EXCERPTED RECORDS Start Marker

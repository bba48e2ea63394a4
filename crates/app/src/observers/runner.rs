//! Observer task loop.
//!
//! One tokio task per observer: evaluate, publish, sleep until the next wake
//! instant or a relevant signal change.

use std::sync::Arc;

use tokio::sync::{broadcast, watch};

use workshift_domain::event::Event;

use super::Observer;
use crate::ports::{Clock, EventPublisher, EventSubscriber};
use crate::registry::StateRegistry;

/// Drive one observer until `shutdown` flips to `true` or its sender drops.
///
/// Each pass takes a signal snapshot, evaluates, publishes, then waits for
/// the earliest of: the evaluation's wake-up instant, a change of a watched
/// workday signal, or shutdown. Only one wake-up is pending at a time and
/// it is dropped before the next one is armed.
pub async fn run_observer<O, EP, C>(
    observer: O,
    registry: Arc<StateRegistry<EP>>,
    clock: C,
    mut shutdown: watch::Receiver<bool>,
) where
    O: Observer,
    EP: EventPublisher + EventSubscriber + Send + Sync + 'static,
    C: Clock + Send + Sync,
{
    let watched = observer.schedule().workday().watched_signals();
    let mut signals = (!watched.is_empty()).then(|| registry.subscribe());

    tracing::debug!(entity_id = observer.entity_id(), ?watched, "observer started");

    loop {
        if *shutdown.borrow() {
            break;
        }

        let now = clock.now();
        let snapshot = registry.signal_snapshot().await;
        let evaluation = observer.evaluate(now, &snapshot);
        let next_wake = evaluation.next_wake;

        if let Err(err) = registry.publish(evaluation.update).await {
            tracing::warn!(entity_id = observer.entity_id(), error = %err, "failed to publish state");
        }
        tracing::debug!(entity_id = observer.entity_id(), %next_wake, "next refresh armed");

        tokio::select! {
            biased;
            _ = shutdown.changed() => break,
            () = clock.sleep_until(next_wake) => {}
            () = signal_change(&mut signals, &watched) => {
                tracing::debug!(entity_id = observer.entity_id(), "workday signal changed");
            }
        }
    }

    tracing::debug!(entity_id = observer.entity_id(), "observer stopped");
}

/// Resolve on the next change of a watched signal; never resolve without a
/// subscription.
async fn signal_change(rx: &mut Option<broadcast::Receiver<Event>>, watched: &[String]) {
    if let Some(receiver) = rx.as_mut() {
        loop {
            match receiver.recv().await {
                Ok(event) if event.is_signal_change_for(watched) => return,
                Ok(_) => {}
                Err(broadcast::error::RecvError::Lagged(skipped)) => {
                    tracing::warn!(skipped, "event subscriber lagged, refreshing");
                    return;
                }
                Err(broadcast::error::RecvError::Closed) => break,
            }
        }
        *rx = None;
    }
    std::future::pending::<()>().await;
}

#[cfg(test)]
mod tests {
    use super::*;
    use crate::event_bus::InProcessEventBus;
    use crate::observers::{CoverageSensor, DaySensor};
    use chrono::{NaiveDate, NaiveTime, TimeZone, Utc};
    use std::sync::Mutex;
    use workshift_domain::entity::EntityState;
    use workshift_domain::event::EventType;
    use workshift_domain::id::EntryId;
    use workshift_domain::schedule::{ScheduleConfig, WorkdayOverride};
    use workshift_domain::time::Timestamp;

    /// Clock whose wake-ups complete instantly and move "now" to the deadline.
    #[derive(Clone)]
    struct SteppingClock {
        now: Arc<Mutex<Timestamp>>,
    }

    impl SteppingClock {
        fn at(start: Timestamp) -> Self {
            Self {
                now: Arc::new(Mutex::new(start)),
            }
        }
    }

    impl Clock for SteppingClock {
        fn now(&self) -> Timestamp {
            *self.now.lock().unwrap()
        }

        fn sleep_until(&self, deadline: Timestamp) -> impl Future<Output = ()> + Send {
            let now = Arc::clone(&self.now);
            async move {
                tokio::task::yield_now().await;
                let mut guard = now.lock().unwrap();
                if *guard < deadline {
                    *guard = deadline;
                }
            }
        }
    }

    /// Clock that never wakes up on its own.
    #[derive(Clone)]
    struct FrozenClock(Timestamp);

    impl Clock for FrozenClock {
        fn now(&self) -> Timestamp {
            self.0
        }

        fn sleep_until(&self, _deadline: Timestamp) -> impl Future<Output = ()> + Send {
            std::future::pending()
        }
    }

    fn utc(day: u32, hour: u32) -> Timestamp {
        Utc.with_ymd_and_hms(2025, 1, day, hour, 0, 0).unwrap()
    }

    fn schedule(workday: WorkdayOverride) -> Arc<ScheduleConfig> {
        Arc::new(
            ScheduleConfig::builder()
                .name("Crew")
                .pattern("123012301230")
                .base_date(NaiveDate::from_ymd_opt(2025, 1, 6).unwrap())
                .shift_starts([6, 14, 22].map(|h| NaiveTime::from_hms_opt(h, 0, 0).unwrap()))
                .workday(workday)
                .build(),
        )
    }

    #[tokio::test]
    async fn should_follow_shift_boundaries() {
        let bus = Arc::new(InProcessEventBus::new(64));
        let mut rx = bus.subscribe();
        let registry = Arc::new(StateRegistry::new(Arc::clone(&bus)));
        let (tx, shutdown) = watch::channel(false);

        let sensor = CoverageSensor::new(EntryId::new(), schedule(WorkdayOverride::disabled()));
        let task = tokio::spawn(run_observer(
            sensor,
            Arc::clone(&registry),
            SteppingClock::at(utc(6, 5)),
            shutdown,
        ));

        // off (new) -> on at 06:00 -> off at 14:00
        let mut states = Vec::new();
        while states.len() < 3 {
            let event = rx.recv().await.unwrap();
            if event.event_type == EventType::StateChanged {
                states.push(event.data["to"].clone());
            }
        }
        tx.send(true).unwrap();
        task.await.unwrap();

        assert_eq!(states, vec!["off", "on", "off"]);
    }

    #[tokio::test]
    async fn should_refresh_when_watched_signal_changes() {
        let bus = Arc::new(InProcessEventBus::new(64));
        let registry = Arc::new(StateRegistry::new(Arc::clone(&bus)));
        let (tx, shutdown) = watch::channel(false);

        let sensor = DaySensor::today(
            EntryId::new(),
            schedule(WorkdayOverride::new(Some("binary_sensor.workday".into()), None)),
        );
        let mut rx = bus.subscribe();
        let task = tokio::spawn(run_observer(
            sensor,
            Arc::clone(&registry),
            FrozenClock(utc(6, 12)),
            shutdown,
        ));

        let first = rx.recv().await.unwrap();
        assert_eq!(first.data["to"], 1);

        registry.set_signal("binary_sensor.workday", "off").await.unwrap();
        loop {
            let event = rx.recv().await.unwrap();
            if event.event_type == EventType::StateChanged {
                assert_eq!(event.data["to"], 0);
                break;
            }
        }

        tx.send(true).unwrap();
        task.await.unwrap();
        let entity = registry.get("sensor.crew_today").await.unwrap();
        assert_eq!(entity.state, EntityState::Numeric(0));
    }

    #[tokio::test]
    async fn should_stop_when_shutdown_sender_is_dropped() {
        let registry = Arc::new(StateRegistry::new(Arc::new(InProcessEventBus::new(16))));
        let (tx, shutdown) = watch::channel(false);
        let sensor = CoverageSensor::new(EntryId::new(), schedule(WorkdayOverride::disabled()));
        let task = tokio::spawn(run_observer(
            sensor,
            Arc::clone(&registry),
            FrozenClock(utc(6, 12)),
            shutdown,
        ));
        tokio::task::yield_now().await;
        drop(tx);
        task.await.unwrap();
        assert!(registry.get("binary_sensor.crew_on_shift").await.is_ok());
    }
}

EXCERPTED RECORDS End Marker

Your response should be made up of the lines in the data that contain the word "DaySensor".

FINISHED TASK:
    use crate::observers::{CoverageSensor, DaySensor};
        let sensor = DaySensor::today(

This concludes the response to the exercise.